Starting in Aruba on October 2, 2018, this festival will showcase the exciting and leading-edge creative artworks of 70 artists from around the world in Miami, Aruba, Bogotá, Caracas, Rome, Santo Domingo, and Valencia.
Organized by Arts Connection Foundation and Concrete Space, the MNMF XIII Edition is featuring videos of Bill Viola, Nam June Paik, and Robert Wilson, from Sala Mendoza Foundation Collection. Among other guest artists, it will showcase artworks by Isaac Cordal (Spain), Xavier Cortada (United States), Nan González (Venezuela), Cheryl Maeder (United States), Milcho (El Salvador-United States), and Rolando Peña (Venezuela).
This festival also organized an open call to creators worldwide to promote emerging art and fill conventional and nonconventional spaces of the cities with new technologies and interactive narratives. Twenty artists from eleven countries were selected to take part in the 2018 Edition.
The Miami New Media Festival is a multimedia public art event held in Miami and other cities every October since 2006. Through the years this festival has presented video installations, 3D digital art pieces, live music and performances of more than 250 artists from 15 countries.

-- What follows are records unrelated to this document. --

//! # Rose Modules
//!
//! The group-management modules shipped with Rose. Each one is a
//! [`ModuleDescriptor`] whose factory builds a live
//! [`Module`](rose_framework::Module) from its
//! [`ModuleContext`](rose_framework::ModuleContext):
//!
//! | catalog name | display name    | capabilities                                  |
//! |--------------|-----------------|-----------------------------------------------|
//! | `rules`      | Rules           | help, stats, migrate, import, export, settings |
//! | `warns`      | Warnings        | help, stats, migrate, chat settings           |
//! | `users`      | Users           | help, stats, user info, migrate               |
//! | `userinfo`   | Bios & Abouts   | help, user info                               |
//! | `shout`      | Shout           | help                                          |
//! | `blackout`   | Black Out       | help                                          |
//!
//! ```rust,ignore
//! let registry = Registry::load_all(&["rules", "warns"], &rose_modules::catalog(), &env);
//! ```

pub mod blackout;
mod helpers;
pub mod rules;
pub mod shout;
pub mod userinfo;
pub mod users;
pub mod warns;

use rose_framework::{ModuleCatalog, ModuleDescriptor};

pub use blackout::BLACKOUT;
pub use helpers::MAX_INFO_LEN;
pub use rules::RULES;
pub use shout::SHOUT;
pub use userinfo::USERINFO;
pub use users::USERS;
pub use warns::WARNS;

/// Every bundled module, in default load order.
pub const ALL: [ModuleDescriptor; 6] = [RULES, WARNS, USERS, USERINFO, SHOUT, BLACKOUT];

/// A catalog of every bundled module.
pub fn catalog() -> ModuleCatalog {
    ModuleCatalog::new(ALL)
}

The curatorial thesis of the 13th edition of the festival is Water, Heritage, and Climate Change. Miami holds a close relationship with water. It is a city surrounded by the ocean, beaches, navigation channels, and bridges. Therefore, the Festival curatorial committee encouraged art and tech proposals that work on a sensorial and multidimensional approach to the symbology of water, and the way it is affected by pollution and toxic waste.
With the goal of integrating educational activities, the MNMF planned video art workshops with Florida International University and Arthur and Polly Mays Conservatory of the Arts High School students.
This festival has the support of the Miami-Dade County Department of Cultural Affairs, the Cultural Affairs Council, the Mayor, and the Miami-Dade County Board of County Commissioners.